***** Data

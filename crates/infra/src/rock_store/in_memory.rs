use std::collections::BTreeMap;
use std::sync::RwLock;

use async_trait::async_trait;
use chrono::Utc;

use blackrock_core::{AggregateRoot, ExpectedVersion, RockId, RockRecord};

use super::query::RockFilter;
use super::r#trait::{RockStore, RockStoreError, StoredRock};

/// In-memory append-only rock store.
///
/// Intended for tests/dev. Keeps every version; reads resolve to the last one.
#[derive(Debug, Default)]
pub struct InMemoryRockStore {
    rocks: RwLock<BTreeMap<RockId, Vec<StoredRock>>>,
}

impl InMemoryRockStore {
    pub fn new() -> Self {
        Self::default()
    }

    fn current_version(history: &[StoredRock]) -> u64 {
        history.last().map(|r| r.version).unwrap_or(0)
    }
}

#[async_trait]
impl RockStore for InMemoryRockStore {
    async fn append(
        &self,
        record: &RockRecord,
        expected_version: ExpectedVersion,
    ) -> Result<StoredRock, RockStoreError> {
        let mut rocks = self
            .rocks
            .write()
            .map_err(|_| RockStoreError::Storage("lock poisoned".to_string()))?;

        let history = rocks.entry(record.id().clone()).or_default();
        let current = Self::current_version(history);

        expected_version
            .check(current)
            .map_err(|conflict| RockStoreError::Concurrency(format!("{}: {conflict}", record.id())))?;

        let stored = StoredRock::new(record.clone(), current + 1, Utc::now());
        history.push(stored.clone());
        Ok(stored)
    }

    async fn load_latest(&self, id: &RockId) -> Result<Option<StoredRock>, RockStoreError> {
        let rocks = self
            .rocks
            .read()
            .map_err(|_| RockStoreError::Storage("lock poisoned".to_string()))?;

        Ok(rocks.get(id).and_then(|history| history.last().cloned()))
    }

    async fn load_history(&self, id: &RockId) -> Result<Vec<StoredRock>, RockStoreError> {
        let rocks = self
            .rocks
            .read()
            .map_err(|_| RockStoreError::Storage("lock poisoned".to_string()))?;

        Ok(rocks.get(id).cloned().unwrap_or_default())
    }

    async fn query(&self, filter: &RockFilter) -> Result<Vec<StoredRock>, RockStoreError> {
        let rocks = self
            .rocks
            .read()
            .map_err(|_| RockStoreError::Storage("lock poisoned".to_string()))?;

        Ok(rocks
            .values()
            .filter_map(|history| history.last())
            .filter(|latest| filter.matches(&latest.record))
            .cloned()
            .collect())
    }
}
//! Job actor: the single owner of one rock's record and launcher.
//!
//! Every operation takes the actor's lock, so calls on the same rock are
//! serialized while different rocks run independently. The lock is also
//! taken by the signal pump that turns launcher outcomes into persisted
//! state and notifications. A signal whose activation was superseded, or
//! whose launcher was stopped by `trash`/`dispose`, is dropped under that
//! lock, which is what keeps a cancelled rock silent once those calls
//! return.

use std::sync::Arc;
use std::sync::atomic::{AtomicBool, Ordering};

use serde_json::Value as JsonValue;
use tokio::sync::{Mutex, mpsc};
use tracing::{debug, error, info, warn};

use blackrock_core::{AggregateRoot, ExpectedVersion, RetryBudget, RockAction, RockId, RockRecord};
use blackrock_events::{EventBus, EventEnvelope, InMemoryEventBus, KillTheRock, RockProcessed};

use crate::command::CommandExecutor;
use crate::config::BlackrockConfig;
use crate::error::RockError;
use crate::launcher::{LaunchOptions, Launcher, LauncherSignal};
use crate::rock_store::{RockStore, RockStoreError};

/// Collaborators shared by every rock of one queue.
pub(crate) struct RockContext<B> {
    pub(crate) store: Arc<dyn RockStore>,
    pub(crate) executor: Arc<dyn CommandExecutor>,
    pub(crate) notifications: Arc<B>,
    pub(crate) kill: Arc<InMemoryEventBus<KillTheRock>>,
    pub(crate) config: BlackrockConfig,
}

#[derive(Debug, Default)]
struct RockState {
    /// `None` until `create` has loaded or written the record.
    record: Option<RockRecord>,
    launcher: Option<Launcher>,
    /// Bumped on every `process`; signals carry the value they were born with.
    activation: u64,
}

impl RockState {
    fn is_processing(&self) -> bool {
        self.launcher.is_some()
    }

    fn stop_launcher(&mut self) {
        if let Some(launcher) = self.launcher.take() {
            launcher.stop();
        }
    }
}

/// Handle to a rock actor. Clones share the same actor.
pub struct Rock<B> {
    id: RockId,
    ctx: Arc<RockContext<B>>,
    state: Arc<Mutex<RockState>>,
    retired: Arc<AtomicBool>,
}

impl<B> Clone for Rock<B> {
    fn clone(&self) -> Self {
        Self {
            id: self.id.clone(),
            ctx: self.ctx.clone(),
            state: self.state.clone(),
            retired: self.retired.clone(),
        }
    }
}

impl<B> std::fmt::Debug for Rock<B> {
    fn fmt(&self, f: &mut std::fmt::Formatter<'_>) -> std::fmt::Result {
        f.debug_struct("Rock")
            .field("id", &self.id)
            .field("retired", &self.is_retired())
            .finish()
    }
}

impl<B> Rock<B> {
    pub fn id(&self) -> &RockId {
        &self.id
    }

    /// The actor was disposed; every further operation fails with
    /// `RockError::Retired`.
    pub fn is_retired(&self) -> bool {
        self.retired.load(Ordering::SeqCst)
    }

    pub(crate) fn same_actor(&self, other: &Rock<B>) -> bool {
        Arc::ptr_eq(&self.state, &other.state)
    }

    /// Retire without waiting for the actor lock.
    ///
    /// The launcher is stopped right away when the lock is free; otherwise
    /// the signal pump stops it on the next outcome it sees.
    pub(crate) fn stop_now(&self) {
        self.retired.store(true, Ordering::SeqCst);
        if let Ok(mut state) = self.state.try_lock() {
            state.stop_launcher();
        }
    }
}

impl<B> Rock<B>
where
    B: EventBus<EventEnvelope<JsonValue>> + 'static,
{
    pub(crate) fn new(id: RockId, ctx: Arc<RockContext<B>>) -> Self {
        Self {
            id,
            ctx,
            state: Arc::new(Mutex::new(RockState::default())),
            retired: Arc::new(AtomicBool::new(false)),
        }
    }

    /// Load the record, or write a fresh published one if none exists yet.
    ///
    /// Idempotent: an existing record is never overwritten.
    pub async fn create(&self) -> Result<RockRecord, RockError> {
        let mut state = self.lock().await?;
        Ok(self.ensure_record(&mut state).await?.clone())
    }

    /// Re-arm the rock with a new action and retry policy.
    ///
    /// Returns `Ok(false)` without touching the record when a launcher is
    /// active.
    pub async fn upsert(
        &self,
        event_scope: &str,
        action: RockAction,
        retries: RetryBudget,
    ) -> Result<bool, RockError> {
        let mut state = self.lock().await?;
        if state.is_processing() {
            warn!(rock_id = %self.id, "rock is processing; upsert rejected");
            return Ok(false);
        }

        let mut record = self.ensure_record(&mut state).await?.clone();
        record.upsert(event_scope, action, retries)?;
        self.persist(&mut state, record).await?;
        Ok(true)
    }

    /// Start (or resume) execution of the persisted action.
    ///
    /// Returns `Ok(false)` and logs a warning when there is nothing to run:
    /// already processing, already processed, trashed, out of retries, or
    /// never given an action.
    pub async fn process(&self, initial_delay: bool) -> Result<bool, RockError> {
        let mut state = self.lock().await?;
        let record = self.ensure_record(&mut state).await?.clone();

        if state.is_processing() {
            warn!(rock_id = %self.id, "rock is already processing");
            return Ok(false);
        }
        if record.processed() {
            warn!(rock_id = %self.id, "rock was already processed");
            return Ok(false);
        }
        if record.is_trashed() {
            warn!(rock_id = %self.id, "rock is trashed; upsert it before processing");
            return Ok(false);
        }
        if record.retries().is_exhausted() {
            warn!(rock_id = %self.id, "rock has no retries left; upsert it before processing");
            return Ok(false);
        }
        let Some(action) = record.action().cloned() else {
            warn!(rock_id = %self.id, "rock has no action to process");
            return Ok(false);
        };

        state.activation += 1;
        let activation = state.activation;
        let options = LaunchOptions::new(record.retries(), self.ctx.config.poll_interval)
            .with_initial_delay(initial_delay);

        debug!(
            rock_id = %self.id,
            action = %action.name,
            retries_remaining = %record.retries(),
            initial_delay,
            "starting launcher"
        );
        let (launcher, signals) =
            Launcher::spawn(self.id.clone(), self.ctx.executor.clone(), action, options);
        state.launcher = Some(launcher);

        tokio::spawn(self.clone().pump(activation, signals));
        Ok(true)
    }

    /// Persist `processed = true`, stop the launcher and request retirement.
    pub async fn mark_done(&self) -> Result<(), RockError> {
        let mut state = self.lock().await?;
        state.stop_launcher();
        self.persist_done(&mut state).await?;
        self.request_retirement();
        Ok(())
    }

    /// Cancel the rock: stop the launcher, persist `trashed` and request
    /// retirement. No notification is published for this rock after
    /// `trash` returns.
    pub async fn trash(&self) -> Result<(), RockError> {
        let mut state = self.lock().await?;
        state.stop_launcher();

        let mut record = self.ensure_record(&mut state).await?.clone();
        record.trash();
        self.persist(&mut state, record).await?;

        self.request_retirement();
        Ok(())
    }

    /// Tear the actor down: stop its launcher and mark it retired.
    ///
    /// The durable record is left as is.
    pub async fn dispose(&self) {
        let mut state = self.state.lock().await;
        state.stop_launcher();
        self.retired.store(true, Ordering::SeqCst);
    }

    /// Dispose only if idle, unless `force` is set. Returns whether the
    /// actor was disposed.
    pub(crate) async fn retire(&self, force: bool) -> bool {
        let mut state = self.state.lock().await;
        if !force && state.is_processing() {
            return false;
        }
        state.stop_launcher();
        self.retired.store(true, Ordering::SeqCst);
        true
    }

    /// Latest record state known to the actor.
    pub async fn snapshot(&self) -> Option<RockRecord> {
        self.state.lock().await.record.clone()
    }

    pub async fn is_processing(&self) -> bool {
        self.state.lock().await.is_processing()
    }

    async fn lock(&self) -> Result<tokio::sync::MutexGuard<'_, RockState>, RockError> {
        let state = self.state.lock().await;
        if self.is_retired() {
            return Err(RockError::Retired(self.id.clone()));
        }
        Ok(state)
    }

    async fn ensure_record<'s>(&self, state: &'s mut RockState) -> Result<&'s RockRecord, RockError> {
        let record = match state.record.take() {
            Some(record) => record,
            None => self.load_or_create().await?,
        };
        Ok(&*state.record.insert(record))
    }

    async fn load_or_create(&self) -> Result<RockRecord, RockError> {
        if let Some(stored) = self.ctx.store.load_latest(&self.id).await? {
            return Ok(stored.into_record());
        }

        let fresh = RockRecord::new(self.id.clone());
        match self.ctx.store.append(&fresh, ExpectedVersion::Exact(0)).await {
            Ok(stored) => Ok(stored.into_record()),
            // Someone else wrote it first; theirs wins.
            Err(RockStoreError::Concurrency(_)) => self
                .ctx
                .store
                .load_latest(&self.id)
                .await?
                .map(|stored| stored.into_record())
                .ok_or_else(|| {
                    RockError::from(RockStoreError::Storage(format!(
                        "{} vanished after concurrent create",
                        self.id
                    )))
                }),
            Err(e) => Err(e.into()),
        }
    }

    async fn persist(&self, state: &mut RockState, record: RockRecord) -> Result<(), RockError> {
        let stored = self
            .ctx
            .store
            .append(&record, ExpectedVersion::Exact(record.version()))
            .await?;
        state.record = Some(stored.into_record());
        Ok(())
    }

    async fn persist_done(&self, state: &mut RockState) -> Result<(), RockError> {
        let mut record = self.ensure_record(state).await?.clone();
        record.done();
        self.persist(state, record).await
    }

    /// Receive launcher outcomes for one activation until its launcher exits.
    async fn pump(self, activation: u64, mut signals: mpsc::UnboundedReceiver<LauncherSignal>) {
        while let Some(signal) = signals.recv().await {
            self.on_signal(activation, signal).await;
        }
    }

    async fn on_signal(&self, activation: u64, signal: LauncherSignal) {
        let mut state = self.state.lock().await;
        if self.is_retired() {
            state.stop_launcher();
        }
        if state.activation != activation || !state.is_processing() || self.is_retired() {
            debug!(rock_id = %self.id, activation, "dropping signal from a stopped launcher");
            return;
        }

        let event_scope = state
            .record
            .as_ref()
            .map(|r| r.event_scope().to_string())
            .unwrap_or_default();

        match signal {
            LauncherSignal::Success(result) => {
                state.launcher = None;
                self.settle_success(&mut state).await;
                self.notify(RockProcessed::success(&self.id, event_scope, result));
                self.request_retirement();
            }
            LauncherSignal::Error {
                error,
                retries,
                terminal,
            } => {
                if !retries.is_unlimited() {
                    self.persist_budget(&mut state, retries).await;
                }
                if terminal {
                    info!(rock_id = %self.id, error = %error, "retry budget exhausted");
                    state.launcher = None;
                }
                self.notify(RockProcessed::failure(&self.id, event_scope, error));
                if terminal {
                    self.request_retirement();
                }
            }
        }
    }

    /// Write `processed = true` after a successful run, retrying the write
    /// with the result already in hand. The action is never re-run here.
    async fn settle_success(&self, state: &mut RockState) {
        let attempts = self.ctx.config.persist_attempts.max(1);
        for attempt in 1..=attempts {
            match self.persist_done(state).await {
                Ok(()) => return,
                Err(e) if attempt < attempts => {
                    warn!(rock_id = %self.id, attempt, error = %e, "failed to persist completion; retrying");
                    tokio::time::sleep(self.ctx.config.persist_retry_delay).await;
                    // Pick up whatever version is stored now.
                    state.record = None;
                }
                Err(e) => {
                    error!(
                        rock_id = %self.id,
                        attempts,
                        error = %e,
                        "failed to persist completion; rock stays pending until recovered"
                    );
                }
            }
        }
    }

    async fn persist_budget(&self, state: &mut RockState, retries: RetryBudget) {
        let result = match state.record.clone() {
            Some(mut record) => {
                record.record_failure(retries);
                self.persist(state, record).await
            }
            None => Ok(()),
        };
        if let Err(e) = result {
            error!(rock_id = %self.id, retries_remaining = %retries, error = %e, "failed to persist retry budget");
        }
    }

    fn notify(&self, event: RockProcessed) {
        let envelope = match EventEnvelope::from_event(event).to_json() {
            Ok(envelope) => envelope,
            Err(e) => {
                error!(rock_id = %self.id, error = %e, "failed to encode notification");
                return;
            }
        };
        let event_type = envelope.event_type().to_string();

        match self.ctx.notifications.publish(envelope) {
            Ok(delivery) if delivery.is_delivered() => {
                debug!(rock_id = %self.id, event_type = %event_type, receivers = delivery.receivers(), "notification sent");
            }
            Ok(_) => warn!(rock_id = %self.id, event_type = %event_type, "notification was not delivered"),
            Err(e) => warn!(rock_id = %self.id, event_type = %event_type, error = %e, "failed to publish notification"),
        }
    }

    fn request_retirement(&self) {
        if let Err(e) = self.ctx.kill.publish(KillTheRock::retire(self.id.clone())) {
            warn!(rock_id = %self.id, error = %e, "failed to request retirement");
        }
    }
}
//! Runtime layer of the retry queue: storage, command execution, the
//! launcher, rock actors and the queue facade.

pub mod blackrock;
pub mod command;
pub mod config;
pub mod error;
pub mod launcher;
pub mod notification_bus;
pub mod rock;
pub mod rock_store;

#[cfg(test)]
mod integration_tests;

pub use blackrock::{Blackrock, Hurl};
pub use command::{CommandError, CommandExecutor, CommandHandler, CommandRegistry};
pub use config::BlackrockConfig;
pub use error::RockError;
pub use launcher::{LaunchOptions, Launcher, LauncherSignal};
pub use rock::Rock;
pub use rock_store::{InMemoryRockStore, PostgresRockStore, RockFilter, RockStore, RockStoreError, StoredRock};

**********
***** Data

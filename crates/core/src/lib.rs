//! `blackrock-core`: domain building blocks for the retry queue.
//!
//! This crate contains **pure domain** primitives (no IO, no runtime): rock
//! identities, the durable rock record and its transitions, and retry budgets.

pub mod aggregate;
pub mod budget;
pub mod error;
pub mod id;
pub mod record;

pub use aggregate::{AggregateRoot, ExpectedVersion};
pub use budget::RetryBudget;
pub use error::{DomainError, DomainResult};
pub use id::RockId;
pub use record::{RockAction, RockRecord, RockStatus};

**********

Problem description> Find the lines above that contain the word "fresh" and collect them.

Answer section>
    /// Load the record, or write a fresh published one if none exists yet.
        let fresh = RockRecord::new(self.id.clone());
        match self.ctx.store.append(&fresh, ExpectedVersion::Exact(0)).await {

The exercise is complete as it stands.